¿Qué?
Lorenzo Da Ponte, libretista de Mozart en su famosa Trilogía (Le nozze di Figaro, Don Giovanni, Così fan tutte), tuvo una vida de novela: viajero, director del Nuevo Teatro Italiano de la corte de Viena, profesor de italiano en Londres y amigo de Casanova (a quien tuvo muy presente en la caracterización del Don Giovanni), terminó como profesor en la Universidad de Columbia de Nueva York, donde murió.
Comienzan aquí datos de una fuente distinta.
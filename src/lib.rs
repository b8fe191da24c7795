// Licensed under the Apache-2.0 license

// Enforce coding guidelines - prevent panic-prone patterns in production code only
#![cfg_attr(not(test), deny(clippy::unwrap_used, clippy::indexing_slicing))]
#![cfg_attr(not(test), warn(clippy::expect_used))]
#![cfg_attr(not(test), no_std)]
pub mod common;
pub mod i2c;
Por otro lado, Beaumarchais, con una personalidad extraordinaria, comparte con Da Ponte una vida llena de aventuras: fue relojero, inventor, dramaturgo, profesor de piano de las hijas de Luis XV, espía, diplomático, editor, horticultor y revolucionario. Beaumarchais tardó mucho en poder publicar Figaro o La folle journée, censurada y obstaculizada por el propio rey por su dura crítica social que ponía el foco en la arrogancia de la clase dominante: la aristocracia justo antes de la Revolución Francesa. La obra muestra el antagonismo social entre clases, amo y criado, y defiende la superioridad moral de la base de la sociedad, alentando a la revuelta.
Le nozze di Figaro se nos presenta como un monumento extraordinario, incomparable. Una partitura genial y llena de giros imprevisibles que sigue el principio de las unidades del teatro clásico: unidad de lugar (el castillo del Conde, cerca de Sevilla), de tiempo (un solo día) y de acción.
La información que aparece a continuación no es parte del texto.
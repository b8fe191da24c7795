// Licensed under the Apache-2.0 license

//! embedded-hal facade over one registered controller.
//!
//! Lets sensor and EEPROM drivers written against `embedded_hal::i2c::I2c`
//! talk through the registry. The controller must already be open.

use embedded_hal::delay::DelayNs;
use embedded_hal::i2c::{Operation, SevenBitAddress};

use crate::common::{Logger, NoOpLogger};
use crate::i2c::common::{Error, Message};
use crate::i2c::registry::{BusHandle, Registry, DEFAULT_MAX_BUSES};
use crate::i2c::traits::{IrqControl, Registers};

/// Most operations one `transaction` call can carry.
pub const MAX_OPERATIONS: usize = 8;

pub struct I2cController<'r, 'p, R, I, D, L = NoOpLogger, const N: usize = DEFAULT_MAX_BUSES> {
    registry: &'r Registry<'p, R, I, D, L, N>,
    handle: BusHandle,
}

impl<'r, 'p, R, I, D, L, const N: usize> I2cController<'r, 'p, R, I, D, L, N> {
    pub fn new(registry: &'r Registry<'p, R, I, D, L, N>, handle: BusHandle) -> Self {
        Self { registry, handle }
    }

    #[must_use]
    pub fn handle(&self) -> BusHandle {
        self.handle
    }
}

impl<R, I, D, L, const N: usize> embedded_hal::i2c::ErrorType
    for I2cController<'_, '_, R, I, D, L, N>
{
    type Error = Error;
}

impl<R, I, D, L, const N: usize> embedded_hal::i2c::I2c for I2cController<'_, '_, R, I, D, L, N>
where
    R: Registers,
    I: IrqControl,
    D: DelayNs,
    L: Logger,
{
    fn read(&mut self, addr: SevenBitAddress, buffer: &mut [u8]) -> Result<(), Self::Error> {
        self.registry
            .transfer(self.handle, &mut [Message::read(addr, buffer)])
    }

    fn write(&mut self, addr: SevenBitAddress, bytes: &[u8]) -> Result<(), Self::Error> {
        self.registry
            .transfer(self.handle, &mut [Message::write(addr, bytes)])
    }

    fn write_read(
        &mut self,
        addr: SevenBitAddress,
        bytes: &[u8],
        buffer: &mut [u8],
    ) -> Result<(), Self::Error> {
        self.registry.transfer(
            self.handle,
            &mut [Message::write(addr, bytes), Message::read(addr, buffer)],
        )
    }

    fn transaction(
        &mut self,
        addr: SevenBitAddress,
        operations: &mut [Operation<'_>],
    ) -> Result<(), Self::Error> {
        let mut msgs: heapless::Vec<Message<'_>, MAX_OPERATIONS> = heapless::Vec::new();
        let mut previous = None;
        for op in operations.iter_mut() {
            let msg = match op {
                Operation::Read(buf) => Message::read(addr, buf),
                Operation::Write(bytes) => Message::write(addr, bytes),
            };
            // adjacent operations of one kind share a single start and address
            let direction = msg.direction();
            let msg = if previous == Some(direction) {
                msg.continued()
            } else {
                msg
            };
            previous = Some(direction);
            msgs.push(msg).map_err(|_| Error::InvalidArgument)?;
        }
        self.registry.transfer(self.handle, &mut msgs)
    }
}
El público está invitado a sumergirse en la vida tumultuosa de esta galería de personajes: la soledad contemplativa de la Condesa, una Susanna emancipada y astuta frente a la misoginia masculina, un Fígaro obediente al sádico y abusador Conde y un Cherubino inocente y enamorado. Una colección de caracteres que, aunque reside en el mito, refleja un sufrimiento femenino compartido, originado por una violencia masculina. El único refugio de las mujeres es su capacidad para ser solidarias; cuando se separan, se vuelven vulnerables.
Este microcosmos puede reducirse a un enfrentamiento binario entre mundos masculinos individualistas y agresivos, y un mundo femenino sensible y generoso. Aquí se recogen todas las variantes del amor: desde el idealismo contemplativo de Cherubino hasta las relaciones esposo-esposa, amante-cortesana y padres-hijos. Un universo de exploraciones perfilado musicalmente por Mozart con precisión para cada personaje.
Desde la fragilidad hasta la violencia, pasando por la generosidad, la alegría y el triunfo del amor, Le nozze di Figaro se convierte en un espejo eterno de la humanidad. La nueva visión de la directora de escena Marta Pazos revela significados nuevos y enfrenta a los espectadores con la noción de seducción, planteando preguntas como: ¿qué significa ser hombre o mujer en la sociedad actual? ¿Qué límites ponemos a nuestro deseo? ¿Qué implica ser pareja hoy en día? ¿Qué consecuencias tienen nuestros impulsos o el abuso?
Mozart, quien con Le nozze alcanza la perfección clásica de la belleza, nos ofrece una partitura de gran vigencia y modernidad, que invita a reflexiones más allá de la trama. Así, Le nozze sigue hablando de nuestra sociedad y nuestro tiempo, cuestionando la institución del matrimonio y, en el contexto del movimiento #metoo, denunciando el abuso de poder y la intimidación sexual como manifestaciones de una toxicidad masculina que debe erradicarse.
Las diversas expresiones sobre el amor y la reconciliación son la base de esta obra. En el contexto del catolicismo imperante y la Ilustración de la época, Mozart propone una solución final: el perdón, como una reparación inteligente y necesaria.